HALFWAY TO THE TOP, the lift cage shuddered to a stop and hung, swaying, on its ropes. Leather-winged birds flitted around it, jeering through sharp teeth. The morning sun poured between its bars like molten gold, bright and hot, and wood creaked.

The cage’s sole occupant swore.

Through the slatted floor under her feet, Jame could see the garrison of the Southern Host spread out like a toy city at the foot of the cliff. There was the inner ward, there the quadrilateral, red-roofed barracks of each Kencyr house. Antlike dots moved through the streets with deceptive slowness. How high up was she? One thousand feet? Two? Kendar had warned her, with a shudder, that it was nearly three thousand to the top of the Escarpment at this point, not counting Kothifir’s towering spires above that. At least she didn’t suffer from the Kendars’ inbred fear of heights—not that dangling here on a few strands of hemp was exactly reassuring.
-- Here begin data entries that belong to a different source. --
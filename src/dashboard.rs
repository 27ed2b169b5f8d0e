//! Key-metrics panel for quick dataset inspection
//!
//! Independent of the analysis engine: any number of groups, simple means and
//! counts only, and a B-vs-A lift line when groups literally named `A` and `B`
//! exist.

use crate::analysis::{order_labels, parse_numeric};
use crate::analysis::statistics::{mean, relative_lift};
use crate::dataset::Dataset;
use crate::error::{AnalysisError, Result};
use serde::Serialize;

/// Count and mean for one group label
#[derive(Debug, Clone, PartialEq, Serialize)]
pub struct GroupSummary {
    pub label: String,
    pub n: usize,
    pub mean: f64,
}

/// Dataset-level KPIs
#[derive(Debug, Clone, PartialEq, Serialize)]
pub struct DashboardSummary {
    pub metric: String,
    pub total_rows: usize,
    pub metric_total: f64,
    /// Ordered like the analysis engine orders group labels
    pub groups: Vec<GroupSummary>,
    /// (mean_B - mean_A) / mean_A when both labels exist and mean_A != 0
    pub lift: Option<f64>,
}

impl DashboardSummary {
    /// Summarize `metric_col` per value of `group_col`
    ///
    /// Rows with a missing group, a missing metric, or a non-numeric metric
    /// are dropped first.
    pub fn from_dataset(dataset: &Dataset, group_col: &str, metric_col: &str) -> Result<Self> {
        let missing: Vec<String> = [group_col, metric_col]
            .iter()
            .filter(|c| !dataset.has_column(c))
            .map(|c| c.to_string())
            .collect();
        let (Some(groups), Some(values)) = (dataset.column(group_col), dataset.column(metric_col))
        else {
            return Err(AnalysisError::Schema { missing });
        };

        let mut labels = Vec::new();
        let mut kept = Vec::new();
        for (label, raw) in groups.zip(values) {
            if let (Some(label), Some(value)) = (label, raw.and_then(parse_numeric)) {
                labels.push(label);
                kept.push(value);
            }
        }
        let total_rows = kept.len();
        let metric_total: f64 = kept.iter().sum();

        let (names, positions) = order_labels(&labels);
        let mut by_group = vec![Vec::new(); names.len()];
        for (&position, value) in positions.iter().zip(kept) {
            by_group[position].push(value);
        }

        let group_mean = |name: &str| {
            names
                .iter()
                .position(|n| n == name)
                .map(|i| mean(&by_group[i]))
        };
        let lift = match (group_mean("A"), group_mean("B")) {
            (Some(a), Some(b)) => relative_lift(a, b),
            _ => None,
        };

        let groups: Vec<GroupSummary> = names
            .into_iter()
            .zip(&by_group)
            .map(|(label, values)| GroupSummary {
                label,
                n: values.len(),
                mean: mean(values),
            })
            .collect();

        Ok(Self {
            metric: metric_col.to_string(),
            total_rows,
            metric_total,
            groups,
            lift,
        })
    }

    /// Monospace KPI panel
    pub fn render(&self) -> String {
        let mut lines = vec![
            "Key Metrics".to_string(),
            "-----------".to_string(),
            format!("Total Rows: {}", self.total_rows),
            format!("Total {}: {:.2}", self.metric, self.metric_total),
            String::new(),
            "Per-Group".to_string(),
            "---------".to_string(),
        ];
        for group in &self.groups {
            lines.push(format!("{}: n={}, mean={:.2}", group.label, group.n, group.mean));
        }
        if let Some(lift) = self.lift {
            lines.push(String::new());
            lines.push(format!("Lift (B vs A): {:.2}%", lift * 100.0));
        }

        let mut panel = lines.join("\n");
        panel.push('\n');
        panel
    }
}

#[cfg(test)]
mod tests {
    use super::*;

    #[test]
    fn test_summary_with_ab_labels() {
        let ds = Dataset::from_csv_str("group,revenue\nB,12\nA,10\nA,11\nB,14\nA,\n").unwrap();
        let summary = DashboardSummary::from_dataset(&ds, "group", "revenue").unwrap();

        assert_eq!(summary.total_rows, 4);
        assert_eq!(summary.metric_total, 47.0);
        assert_eq!(summary.groups[0].label, "A");
        assert_eq!(summary.groups[0].n, 2);
        assert_eq!(summary.groups[0].mean, 10.5);
        assert_eq!(summary.groups[1].mean, 13.0);
        assert!((summary.lift.unwrap() - 2.5 / 10.5).abs() < 1e-12);
    }

    #[test]
    fn test_many_groups_without_lift() {
        let ds = Dataset::from_csv_str("arm,v\nx,1\ny,2\nz,3\nz,abc\n").unwrap();
        let summary = DashboardSummary::from_dataset(&ds, "arm", "v").unwrap();
        assert_eq!(summary.groups.len(), 3);
        assert_eq!(summary.total_rows, 3);
        assert_eq!(summary.lift, None);
    }

    #[test]
    fn test_numeric_labels_ordered_like_engine() {
        let ds = Dataset::from_csv_str("arm,v\n10,1\n9,2\n10,3\n9,4\n").unwrap();
        let summary = DashboardSummary::from_dataset(&ds, "arm", "v").unwrap();
        let labels: Vec<_> = summary.groups.iter().map(|g| g.label.as_str()).collect();
        assert_eq!(labels, vec!["9", "10"]);
        assert_eq!(summary.groups[0].mean, 3.0);

        let engine = crate::analysis::split_groups(&ds, "arm", "v").unwrap();
        assert_eq!(engine.a_label, summary.groups[0].label);
    }

    #[test]
    fn test_zero_control_mean_has_no_lift() {
        let ds = Dataset::from_csv_str("g,v\nA,0\nB,5\n").unwrap();
        let summary = DashboardSummary::from_dataset(&ds, "g", "v").unwrap();
        assert_eq!(summary.lift, None);
    }

    #[test]
    fn test_missing_columns() {
        let ds = Dataset::from_csv_str("g,v\nA,1\n").unwrap();
        match DashboardSummary::from_dataset(&ds, "group", "v") {
            Err(AnalysisError::Schema { missing }) => assert_eq!(missing, vec!["group"]),
            other => panic!("Expected Schema error, got {:?}", other),
        }
    }

    #[test]
    fn test_render_panel() {
        let ds = Dataset::from_csv_str("group,revenue\nA,10\nB,12\n").unwrap();
        let panel = DashboardSummary::from_dataset(&ds, "group", "revenue")
            .unwrap()
            .render();
        assert!(panel.contains("Total Rows: 2"));
        assert!(panel.contains("Total revenue: 22.00"));
        assert!(panel.contains("A: n=1, mean=10.00"));
        assert!(panel.contains("Lift (B vs A): 20.00%"));
    }
}
//! Error taxonomy for the analysis engine
//!
//! Every failure is raised synchronously to the caller. Nothing is retried
//! internally and no partial result is ever returned.

use thiserror::Error;

/// Errors that can occur while validating input or computing statistics
#[derive(Error, Debug)]
pub enum AnalysisError {
    #[error("Missing required columns: {}", missing.join(", "))]
    Schema { missing: Vec<String> },

    #[error("No usable rows {stage}")]
    EmptyDataset { stage: &'static str },

    #[error("Expected exactly 2 groups in '{column}', found {found}")]
    GroupCardinality { column: String, found: usize },

    #[error("Group {group} has {n} observation(s); hypothesis tests need at least 2")]
    DegenerateSample { group: char, n: usize },

    #[error("Invalid analysis config: {0}")]
    InvalidConfig(String),

    #[error(
        "Only {retained} bootstrap lift values were defined (need at least {required}); \
         try a different seed or a larger bootstrap count"
    )]
    InsufficientBootstrapSamples { retained: usize, required: usize },

    #[error("Sample value at position {index} is not finite: {value}")]
    NonFiniteValue { index: usize, value: f64 },

    #[error("Malformed input at line {line}: {message}")]
    Parse { line: usize, message: String },

    #[error("IO error: {0}")]
    Io(#[from] std::io::Error),
}

/// Convenience alias used throughout the engine
pub type Result<T> = std::result::Result<T, AnalysisError>;
// Strongly-typed samples produced by input validation
//
// Nothing downstream of validation touches raw cells: every statistic is
// computed from a `Sample`, which is guaranteed non-empty and finite.

use crate::analysis::statistics;
use crate::error::{AnalysisError, Result};
use serde::Serialize;

/// Cleaned metric values for one group
#[derive(Debug, Clone, PartialEq, Serialize)]
pub struct Sample(Vec<f64>);

impl Sample {
    /// Wrap values, rejecting empty input and non-finite entries
    pub fn new(values: Vec<f64>) -> Result<Self> {
        if values.is_empty() {
            return Err(AnalysisError::EmptyDataset {
                stage: "in sample",
            });
        }
        if let Some((index, &value)) = values.iter().enumerate().find(|(_, v)| !v.is_finite()) {
            return Err(AnalysisError::NonFiniteValue { index, value });
        }
        Ok(Self(values))
    }

    pub fn values(&self) -> &[f64] {
        &self.0
    }

    pub fn len(&self) -> usize {
        self.0.len()
    }

    /// Always false; kept for the `len`/`is_empty` convention
    pub fn is_empty(&self) -> bool {
        self.0.is_empty()
    }

    pub fn mean(&self) -> f64 {
        statistics::mean(&self.0)
    }

    /// Apply a value-wise transform that preserves length and finiteness
    pub(crate) fn map_values(&self, f: impl FnOnce(&[f64]) -> Vec<f64>) -> Self {
        Self(f(&self.0))
    }

    pub fn into_inner(self) -> Vec<f64> {
        self.0
    }
}

/// Control/variant pair after deterministic label assignment
///
/// `a` always belongs to the smaller label (numeric order when every label is
/// numeric, lexicographic otherwise).
#[derive(Debug, Clone, PartialEq)]
pub struct GroupAssignment {
    pub a_label: String,
    pub b_label: String,
    pub a: Sample,
    pub b: Sample,
}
Commandant Harn’s headquarters were somewhere within the office block north of the inner ward. Jame remembered her reception there ten days ago, how the burly man had fidgeted around the room, bumping into furniture, avoiding her eyes.

“Ah, Jameth . . . er, Jame. So you’ve come at last, all the way from the Riverland. Have a nice trip?”

Such a stiff, wary greeting, as if they hadn’t spent most of a year under the same roof at Tentir.

And speaking of cool receptions, what was she to make of Ran Onyx-eyed?

“Do you wish to take command of the barracks?” the woman had asked. “Such, after all, is your prerogative as the Knorth Lordan.”

Did the Kendar want to shift responsibility to her, or did she resent a newcomer’s claim, or was she truly as indifferent as she seemed? That smooth, bland face had given Jame no clue.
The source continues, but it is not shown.